(Working data)
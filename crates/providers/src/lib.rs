//! LLM provider adapters.
//!
//! Each adapter translates between the internal message/tool vocabulary and
//! one vendor wire format, exposing a uniform streaming contract: a lazy
//! sequence of [`nexus_domain::stream::ChatEvent`]s with exactly one
//! `message_start` and one `message_end` per successful stream.

pub mod anthropic;
pub mod failover;
pub mod openai_compat;
pub mod pricing;
pub mod registry;
pub mod sse;
pub mod traits;
mod util;

pub use registry::ProviderRegistry;
pub use traits::{ChatParams, ProviderAdapter};
pub use util::estimate_tokens;
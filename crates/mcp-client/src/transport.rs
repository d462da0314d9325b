//! MCP transport layer.
//!
//! - **Stdio**: spawn a child process, JSON-RPC over stdin/stdout.
//!   Child processes are single-consumer: full request/response cycles are
//!   serialized per connection.
//! - **Sse**: JSON-RPC over HTTP POST to the configured URL, responses
//!   delivered either as plain JSON or as an SSE `data:` frame.

use std::sync::atomic::{AtomicBool, AtomicU64, Ordering};
use std::time::Duration;

use async_trait::async_trait;
use serde_json::Value;
use tokio::io::{AsyncBufReadExt, AsyncWriteExt, BufReader};
use tokio::process::{Child, ChildStdin, ChildStdout};
use tokio::sync::Mutex;

use nexus_domain::config::McpServerConfig;

use crate::protocol::{JsonRpcNotification, JsonRpcRequest, JsonRpcResponse};

/// Trait for MCP server transports.
#[async_trait]
pub trait McpTransport: Send + Sync {
    /// Send a JSON-RPC request and wait for the matching response.
    async fn send_request(
        &self,
        method: &str,
        params: Option<Value>,
    ) -> Result<JsonRpcResponse, TransportError>;

    /// Send a JSON-RPC notification (no response expected).
    async fn send_notification(&self, method: &str) -> Result<(), TransportError>;

    /// Check if the transport is still alive.
    fn is_alive(&self) -> bool;

    /// Shut down the transport gracefully.
    async fn shutdown(&self);
}

/// Errors that can occur during transport operations.
#[derive(Debug, thiserror::Error)]
pub enum TransportError {
    #[error("transport I/O error: {0}")]
    Io(#[from] std::io::Error),

    #[error("JSON serialization error: {0}")]
    Json(#[from] serde_json::Error),

    #[error("HTTP error: {0}")]
    Http(String),

    #[error("MCP server process has exited")]
    ProcessExited,

    #[error("timeout waiting for response")]
    Timeout,

    #[error("transport misconfigured: {0}")]
    Misconfigured(String),
}

/// Resolve the child environment from the config's env map.
///
/// Values are *host env var names*; each is looked up in the process
/// environment. Unresolved names are dropped — a child never sees an
/// empty-string secret.
pub(crate) fn resolve_child_env(
    env: &std::collections::HashMap<String, String>,
) -> Vec<(String, String)> {
    let mut resolved = Vec::new();
    for (child_var, host_var) in env {
        match std::env::var(host_var) {
            Ok(value) if !value.is_empty() => resolved.push((child_var.clone(), value)),
            _ => {
                tracing::warn!(
                    child_var = %child_var,
                    host_var = %host_var,
                    "env var not resolvable, dropping from MCP server environment"
                );
            }
        }
    }
    resolved
}

// ━━━━━━━━━━━━━━━━━━━━━━━━━━━━━━━━━━━━━━━━━━━━━━━━━━━━━━━━━━━━━━━━━━
// Stdio transport
// ━━━━━━━━━━━━━━━━━━━━━━━━━━━━━━━━━━━━━━━━━━━━━━━━━━━━━━━━━━━━━━━━━━

/// Maximum number of non-JSON lines to skip before declaring the server broken.
const MAX_SKIP_LINES: usize = 1000;

/// Stdio transport: communicates with a child process over stdin/stdout.
///
/// Each JSON-RPC message is a single newline-delimited line. The
/// `request_lock` serializes entire request/response cycles so concurrent
/// callers cannot read each other's responses.
#[derive(Debug)]
pub struct StdioTransport {
    stdin: Mutex<ChildStdin>,
    stdout: Mutex<BufReader<ChildStdout>>,
    child: Mutex<Child>,
    request_lock: Mutex<()>,
    next_id: AtomicU64,
    alive: AtomicBool,
    request_timeout: Duration,
}

impl StdioTransport {
    /// Spawn a child process from the given server config.
    pub fn spawn(config: &McpServerConfig) -> Result<Self, TransportError> {
        let command = config.command.as_deref().ok_or_else(|| {
            TransportError::Misconfigured(format!(
                "stdio server '{}' has no command configured",
                config.name
            ))
        })?;

        let mut cmd = tokio::process::Command::new(command);
        cmd.args(&config.args)
            .stdin(std::process::Stdio::piped())
            .stdout(std::process::Stdio::piped())
            .stderr(std::process::Stdio::piped());

        for (key, value) in resolve_child_env(&config.env) {
            cmd.env(key, value);
        }

        let mut child = cmd.spawn().map_err(TransportError::Io)?;

        let stdin = child.stdin.take().ok_or_else(|| {
            TransportError::Io(std::io::Error::new(
                std::io::ErrorKind::BrokenPipe,
                "failed to capture child stdin",
            ))
        })?;
        let stdout = child.stdout.take().ok_or_else(|| {
            TransportError::Io(std::io::Error::new(
                std::io::ErrorKind::BrokenPipe,
                "failed to capture child stdout",
            ))
        })?;

        Ok(Self {
            stdin: Mutex::new(stdin),
            stdout: Mutex::new(BufReader::new(stdout)),
            child: Mutex::new(child),
            request_lock: Mutex::new(()),
            next_id: AtomicU64::new(1),
            alive: AtomicBool::new(true),
            request_timeout: Duration::from_millis(config.request_timeout_ms),
        })
    }

    fn next_request_id(&self) -> u64 {
        self.next_id.fetch_add(1, Ordering::Relaxed)
    }

    async fn write_line(&self, json: &str) -> Result<(), TransportError> {
        if !self.alive.load(Ordering::SeqCst) {
            return Err(TransportError::ProcessExited);
        }
        let mut stdin = self.stdin.lock().await;
        stdin.write_all(json.as_bytes()).await?;
        stdin.write_all(b"\n").await?;
        stdin.flush().await?;
        Ok(())
    }

    /// Read a line of JSON from stdout, skipping any empty or non-JSON
    /// lines. Gives up after [`MAX_SKIP_LINES`] to avoid spinning on a
    /// server that writes its logging to stdout.
    async fn read_line(&self) -> Result<String, TransportError> {
        if !self.alive.load(Ordering::SeqCst) {
            return Err(TransportError::ProcessExited);
        }
        let mut stdout = self.stdout.lock().await;
        let mut skipped = 0usize;
        loop {
            let mut line = String::new();
            let bytes_read = stdout.read_line(&mut line).await?;
            if bytes_read == 0 {
                self.alive.store(false, Ordering::SeqCst);
                return Err(TransportError::ProcessExited);
            }
            let trimmed = line.trim();
            if trimmed.is_empty() {
                continue;
            }
            if trimmed.starts_with('{') {
                return Ok(trimmed.to_string());
            }
            skipped += 1;
            if skipped >= MAX_SKIP_LINES {
                self.alive.store(false, Ordering::SeqCst);
                return Err(TransportError::Io(std::io::Error::new(
                    std::io::ErrorKind::InvalidData,
                    "MCP server produced too many non-JSON lines on stdout",
                )));
            }
            tracing::debug!(line = %trimmed, "skipping non-JSON line from MCP server stdout");
        }
    }
}

#[async_trait]
impl McpTransport for StdioTransport {
    async fn send_request(
        &self,
        method: &str,
        params: Option<Value>,
    ) -> Result<JsonRpcResponse, TransportError> {
        // Serialize the entire cycle; stdio children are single-consumer.
        let _guard = self.request_lock.lock().await;

        let id = self.next_request_id();
        let req = JsonRpcRequest::new(id, method, params);
        let json = serde_json::to_string(&req)?;

        tracing::debug!(id, method, "sending MCP request");
        self.write_line(&json).await?;

        // Read lines until we get a response matching our id. Servers may
        // interleave notifications (no `id`); those are skipped.
        let result = tokio::time::timeout(self.request_timeout, async {
            loop {
                let line = self.read_line().await?;
                if let Ok(resp) = serde_json::from_str::<JsonRpcResponse>(&line) {
                    if resp.id == id {
                        return Ok(resp);
                    }
                    tracing::debug!(
                        expected_id = id,
                        got_id = resp.id,
                        "response for different request, continuing"
                    );
                }
                tracing::debug!(line = %line, "skipping non-matching message from MCP server");
            }
        })
        .await;

        match result {
            Ok(inner) => inner,
            Err(_) => Err(TransportError::Timeout),
        }
    }

    async fn send_notification(&self, method: &str) -> Result<(), TransportError> {
        let notif = JsonRpcNotification::new(method);
        let json = serde_json::to_string(&notif)?;
        self.write_line(&json).await
    }

    fn is_alive(&self) -> bool {
        self.alive.load(Ordering::SeqCst)
    }

    async fn shutdown(&self) {
        self.alive.store(false, Ordering::SeqCst);
        let mut child = self.child.lock().await;
        {
            let mut stdin = self.stdin.lock().await;
            if let Err(e) = stdin.shutdown().await {
                tracing::debug!(error = %e, "error closing MCP server stdin");
            }
        }
        // Give the process a moment to exit gracefully, then kill.
        match tokio::time::timeout(Duration::from_secs(5), child.wait()).await {
            Ok(Ok(status)) => {
                tracing::debug!(?status, "MCP server process exited");
            }
            Ok(Err(e)) => {
                tracing::warn!(error = %e, "error waiting for MCP server process");
            }
            Err(_) => {
                tracing::warn!("MCP server process did not exit within timeout, killing");
                if let Err(e) = child.kill().await {
                    tracing::warn!(error = %e, "failed to kill MCP server process");
                }
            }
        }
    }
}

// ━━━━━━━━━━━━━━━━━━━━━━━━━━━━━━━━━━━━━━━━━━━━━━━━━━━━━━━━━━━━━━━━━━
// SSE transport
// ━━━━━━━━━━━━━━━━━━━━━━━━━━━━━━━━━━━━━━━━━━━━━━━━━━━━━━━━━━━━━━━━━━

/// SSE transport: JSON-RPC over HTTP POST to the server URL.
///
/// Responses may come back as plain JSON or as a single SSE event
/// (`data: {...}`); both shapes are accepted. Unlike stdio there is no
/// single-consumer constraint — requests may overlap.
pub struct SseTransport {
    url: String,
    client: reqwest::Client,
    next_id: AtomicU64,
    alive: AtomicBool,
}

impl SseTransport {
    pub fn connect(config: &McpServerConfig) -> Result<Self, TransportError> {
        let url = config.url.clone().ok_or_else(|| {
            TransportError::Misconfigured(format!(
                "sse server '{}' has no url configured",
                config.name
            ))
        })?;
        let client = reqwest::Client::builder()
            .timeout(Duration::from_millis(config.request_timeout_ms))
            .build()
            .map_err(|e| TransportError::Http(e.to_string()))?;
        Ok(Self {
            url,
            client,
            next_id: AtomicU64::new(1),
            alive: AtomicBool::new(true),
        })
    }

    fn parse_response_body(body: &str) -> Result<JsonRpcResponse, TransportError> {
        // Plain JSON first, then SSE-framed `data:` payloads.
        if let Ok(resp) = serde_json::from_str::<JsonRpcResponse>(body) {
            return Ok(resp);
        }
        for line in body.lines() {
            if let Some(data) = line.trim().strip_prefix("data:") {
                if let Ok(resp) = serde_json::from_str::<JsonRpcResponse>(data.trim()) {
                    return Ok(resp);
                }
            }
        }
        Err(TransportError::Http(format!(
            "unparseable MCP response body: {}",
            &body[..body.len().min(200)]
        )))
    }
}

#[async_trait]
impl McpTransport for SseTransport {
    async fn send_request(
        &self,
        method: &str,
        params: Option<Value>,
    ) -> Result<JsonRpcResponse, TransportError> {
        let id = self.next_id.fetch_add(1, Ordering::Relaxed);
        let req = JsonRpcRequest::new(id, method, params);

        let response = self
            .client
            .post(&self.url)
            .header("accept", "application/json, text/event-stream")
            .json(&req)
            .send()
            .await
            .map_err(|e| {
                if e.is_timeout() {
                    TransportError::Timeout
                } else {
                    self.alive.store(false, Ordering::SeqCst);
                    TransportError::Http(e.to_string())
                }
            })?;

        let status = response.status();
        if !status.is_success() {
            return Err(TransportError::Http(format!("HTTP {status}")));
        }
        let body = response
            .text()
            .await
            .map_err(|e| TransportError::Http(e.to_string()))?;
        Self::parse_response_body(&body)
    }

    async fn send_notification(&self, method: &str) -> Result<(), TransportError> {
        let notif = JsonRpcNotification::new(method);
        self.client
            .post(&self.url)
            .json(&notif)
            .send()
            .await
            .map_err(|e| TransportError::Http(e.to_string()))?;
        Ok(())
    }

    fn is_alive(&self) -> bool {
        self.alive.load(Ordering::SeqCst)
    }

    async fn shutdown(&self) {
        self.alive.store(false, Ordering::SeqCst);
    }
}

#[cfg(test)]
mod tests {
    use super::*;

    #[test]
    fn resolve_child_env_drops_unresolved() {
        let host_var = "NEXUS_TEST_MCP_ENV_42";
        std::env::set_var(host_var, "secret-value");

        let mut env = std::collections::HashMap::new();
        env.insert("API_KEY".to_string(), host_var.to_string());
        env.insert("MISSING".to_string(), "NEXUS_TEST_MCP_NOT_SET_42".to_string());

        let resolved = resolve_child_env(&env);
        assert_eq!(resolved.len(), 1);
        assert_eq!(resolved[0], ("API_KEY".to_string(), "secret-value".to_string()));

        std::env::remove_var(host_var);
    }

    #[test]
    fn resolve_child_env_drops_empty_values() {
        let host_var = "NEXUS_TEST_MCP_EMPTY_42";
        std::env::set_var(host_var, "");
        let mut env = std::collections::HashMap::new();
        env.insert("TOKEN".to_string(), host_var.to_string());
        assert!(resolve_child_env(&env).is_empty());
        std::env::remove_var(host_var);
    }

    #[test]
    fn sse_parses_plain_json_body() {
        let body = r#"{"jsonrpc":"2.0","id":1,"result":{"tools":[]}}"#;
        let resp = SseTransport::parse_response_body(body).unwrap();
        assert_eq!(resp.id, 1);
        assert!(!resp.is_error());
    }

    #[test]
    fn sse_parses_event_stream_body() {
        let body = "event: message\ndata: {\"jsonrpc\":\"2.0\",\"id\":7,\"result\":{}}\n\n";
        let resp = SseTransport::parse_response_body(body).unwrap();
        assert_eq!(resp.id, 7);
    }

    #[test]
    fn sse_unparseable_body_is_http_error() {
        let err = SseTransport::parse_response_body("<html>nope</html>").unwrap_err();
        assert!(matches!(err, TransportError::Http(_)));
    }

    #[test]
    fn stdio_spawn_requires_command() {
        let config = McpServerConfig {
            name: "broken".into(),
            transport: nexus_domain::config::McpTransportKind::Stdio,
            command: None,
            args: vec![],
            env: Default::default(),
            url: None,
            prefix: None,
            request_timeout_ms: 1000,
        };
        let err = StdioTransport::spawn(&config).unwrap_err();
        assert!(matches!(err, TransportError::Misconfigured(_)));
    }
}
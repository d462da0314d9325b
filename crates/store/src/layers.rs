//! PromptLayerStore — immutable versioned prompt fragments.
//!
//! Enforces the two schema invariants: `(project, layer_type, version)` is
//! unique with versions allocated as the next integer per (project, type),
//! and at most one layer per (project, type) is active. Activation runs
//! deactivate-all-then-activate-target under one write lock so no reader
//! ever observes two active layers.

use std::collections::HashMap;
use std::path::{Path, PathBuf};

use chrono::Utc;
use tokio::sync::RwLock;
use uuid::Uuid;

use nexus_domain::error::{Error, Result};
use nexus_domain::layer::{LayerType, PromptLayer};

use crate::persist;

pub struct PromptLayerStore {
    inner: RwLock<Vec<PromptLayer>>,
    persist_path: PathBuf,
}

impl PromptLayerStore {
    pub fn new(state_dir: &Path) -> Self {
        let persist_path = state_dir.join("prompt_layers.json");
        let items: Vec<PromptLayer> = persist::load_items(&persist_path);
        if !items.is_empty() {
            tracing::info!(count = items.len(), "loaded prompt layers from disk");
        }
        Self {
            inner: RwLock::new(items),
            persist_path,
        }
    }

    async fn persist(&self) {
        let items = self.inner.read().await.clone();
        persist::save_items(&self.persist_path, &items).await;
    }

    /// Create a new immutable version. The version number is the smallest
    /// positive integer not yet taken for (project, layer_type).
    pub async fn create(
        &self,
        project_id: &str,
        layer_type: LayerType,
        content: String,
        created_by: String,
        change_reason: String,
        activate: bool,
    ) -> Result<PromptLayer> {
        if content.trim().is_empty() {
            return Err(Error::Validation("layer content must not be empty".into()));
        }
        if created_by.trim().is_empty() || change_reason.trim().is_empty() {
            return Err(Error::Validation(
                "createdBy and changeReason are required".into(),
            ));
        }

        let layer = {
            let mut layers = self.inner.write().await;
            let version = layers
                .iter()
                .filter(|l| l.project_id == project_id && l.layer_type == layer_type)
                .map(|l| l.version)
                .max()
                .unwrap_or(0)
                + 1;

            if activate {
                for l in layers.iter_mut() {
                    if l.project_id == project_id && l.layer_type == layer_type {
                        l.is_active = false;
                    }
                }
            }

            let layer = PromptLayer {
                id: Uuid::new_v4(),
                project_id: project_id.to_string(),
                layer_type,
                version,
                content,
                is_active: activate,
                created_by,
                change_reason,
                created_at: Utc::now(),
            };
            layers.push(layer.clone());
            layer
        };
        self.persist().await;
        Ok(layer)
    }

    /// Activate a layer by id: deactivate every sibling of the same
    /// (project, type), then activate the target, atomically under the
    /// write lock. Rollback is activating an older version.
    pub async fn activate(&self, id: Uuid) -> Result<PromptLayer> {
        let activated = {
            let mut layers = self.inner.write().await;
            let target = layers
                .iter()
                .find(|l| l.id == id)
                .cloned()
                .ok_or_else(|| Error::NotFound(format!("prompt layer {id}")))?;

            for l in layers.iter_mut() {
                if l.project_id == target.project_id && l.layer_type == target.layer_type {
                    l.is_active = l.id == id;
                }
            }
            layers.iter().find(|l| l.id == id).cloned().unwrap()
        };
        self.persist().await;
        Ok(activated)
    }

    pub async fn get(&self, id: Uuid) -> Result<PromptLayer> {
        self.inner
            .read()
            .await
            .iter()
            .find(|l| l.id == id)
            .cloned()
            .ok_or_else(|| Error::NotFound(format!("prompt layer {id}")))
    }

    /// All versions for a project, newest version first, optionally
    /// filtered by type.
    pub async fn list(&self, project_id: &str, layer_type: Option<LayerType>) -> Vec<PromptLayer> {
        let mut items: Vec<PromptLayer> = self
            .inner
            .read()
            .await
            .iter()
            .filter(|l| l.project_id == project_id)
            .filter(|l| layer_type.map_or(true, |t| l.layer_type == t))
            .cloned()
            .collect();
        items.sort_by(|a, b| {
            (a.layer_type.as_str(), std::cmp::Reverse(a.version))
                .cmp(&(b.layer_type.as_str(), std::cmp::Reverse(b.version)))
        });
        items
    }

    /// The active layer per type for a project.
    pub async fn active_layers(&self, project_id: &str) -> HashMap<LayerType, PromptLayer> {
        let mut out = HashMap::new();
        for l in self.inner.read().await.iter() {
            if l.project_id == project_id && l.is_active {
                out.insert(l.layer_type, l.clone());
            }
        }
        out
    }

    /// Count of active layers for (project, type). Exists for invariant
    /// assertions in tests and health checks; always 0 or 1.
    pub async fn active_count(&self, project_id: &str, layer_type: LayerType) -> usize {
        self.inner
            .read()
            .await
            .iter()
            .filter(|l| l.project_id == project_id && l.layer_type == layer_type && l.is_active)
            .count()
    }
}
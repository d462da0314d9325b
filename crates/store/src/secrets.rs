//! SecretStore — encrypted secret rows, unique per (project, key).
//!
//! Rows hold only ciphertext; encryption and decryption live in the
//! gateway's secret service. Plaintext never reaches this store.

use std::path::{Path, PathBuf};

use chrono::{DateTime, Utc};
use serde::{Deserialize, Serialize};
use tokio::sync::RwLock;
use uuid::Uuid;

use nexus_domain::error::{Error, Result};

use crate::persist;

/// Persisted envelope: hex ciphertext, hex(24) IV, hex(32) auth tag.
#[derive(Debug, Clone, Serialize, Deserialize)]
#[serde(rename_all = "camelCase")]
pub struct SecretRow {
    pub id: Uuid,
    pub project_id: String,
    pub key: String,
    pub encrypted_value: String,
    pub iv: String,
    pub auth_tag: String,
    #[serde(default)]
    pub description: Option<String>,
    pub created_at: DateTime<Utc>,
    pub updated_at: DateTime<Utc>,
}

/// Metadata view, safe to return from list endpoints.
#[derive(Debug, Clone, Serialize)]
#[serde(rename_all = "camelCase")]
pub struct SecretMetadata {
    pub id: Uuid,
    pub project_id: String,
    pub key: String,
    pub description: Option<String>,
    pub created_at: DateTime<Utc>,
    pub updated_at: DateTime<Utc>,
}

impl From<&SecretRow> for SecretMetadata {
    fn from(row: &SecretRow) -> Self {
        Self {
            id: row.id,
            project_id: row.project_id.clone(),
            key: row.key.clone(),
            description: row.description.clone(),
            created_at: row.created_at,
            updated_at: row.updated_at,
        }
    }
}

pub struct SecretStore {
    inner: RwLock<Vec<SecretRow>>,
    persist_path: PathBuf,
}

impl SecretStore {
    pub fn new(state_dir: &Path) -> Self {
        let persist_path = state_dir.join("secrets.json");
        let items: Vec<SecretRow> = persist::load_items(&persist_path);
        Self {
            inner: RwLock::new(items),
            persist_path,
        }
    }

    async fn persist(&self) {
        let items = self.inner.read().await.clone();
        persist::save_items(&self.persist_path, &items).await;
    }

    /// Insert or replace the row for `(project, key)`.
    pub async fn upsert(&self, row: SecretRow) -> SecretMetadata {
        let metadata = {
            let mut rows = self.inner.write().await;
            if let Some(existing) = rows
                .iter_mut()
                .find(|r| r.project_id == row.project_id && r.key == row.key)
            {
                existing.encrypted_value = row.encrypted_value;
                existing.iv = row.iv;
                existing.auth_tag = row.auth_tag;
                existing.description = row.description;
                existing.updated_at = Utc::now();
                SecretMetadata::from(&*existing)
            } else {
                let metadata = SecretMetadata::from(&row);
                rows.push(row);
                metadata
            }
        };
        self.persist().await;
        metadata
    }

    pub async fn get(&self, project_id: &str, key: &str) -> Result<SecretRow> {
        self.inner
            .read()
            .await
            .iter()
            .find(|r| r.project_id == project_id && r.key == key)
            .cloned()
            .ok_or_else(|| Error::SecretNotFound(format!("{project_id}/{key}")))
    }

    pub async fn exists(&self, project_id: &str, key: &str) -> bool {
        self.inner
            .read()
            .await
            .iter()
            .any(|r| r.project_id == project_id && r.key == key)
    }

    pub async fn delete(&self, project_id: &str, key: &str) -> Result<()> {
        let removed = {
            let mut rows = self.inner.write().await;
            let before = rows.len();
            rows.retain(|r| !(r.project_id == project_id && r.key == key));
            rows.len() != before
        };
        if !removed {
            return Err(Error::SecretNotFound(format!("{project_id}/{key}")));
        }
        self.persist().await;
        Ok(())
    }

    /// Metadata only — ciphertext never leaves through list.
    pub async fn list(&self, project_id: &str) -> Vec<SecretMetadata> {
        let mut items: Vec<SecretMetadata> = self
            .inner
            .read()
            .await
            .iter()
            .filter(|r| r.project_id == project_id)
            .map(SecretMetadata::from)
            .collect();
        items.sort_by(|a, b| a.key.cmp(&b.key));
        items
    }
}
(End Working data)
• **Brief**: Nothing but the lines above from the one containing "layer_type: Option<LayerType>) ->" through the one containing "Exists for invariant" should appear in the answer, each repeated exactly.

• **Solution to this problem**:
    pub async fn list(&self, project_id: &str, layer_type: Option<LayerType>) -> Vec<PromptLayer> {
        let mut items: Vec<PromptLayer> = self
            .inner
            .read()
            .await
            .iter()
            .filter(|l| l.project_id == project_id)
            .filter(|l| layer_type.map_or(true, |t| l.layer_type == t))
            .cloned()
            .collect();
        items.sort_by(|a, b| {
            (a.layer_type.as_str(), std::cmp::Reverse(a.version))
                .cmp(&(b.layer_type.as_str(), std::cmp::Reverse(b.version)))
        });
        items
    }

    /// The active layer per type for a project.
    pub async fn active_layers(&self, project_id: &str) -> HashMap<LayerType, PromptLayer> {
        let mut out = HashMap::new();
        for l in self.inner.read().await.iter() {
            if l.project_id == project_id && l.is_active {
                out.insert(l.layer_type, l.clone());
            }
        }
        out
    }

    /// Count of active layers for (project, type). Exists for invariant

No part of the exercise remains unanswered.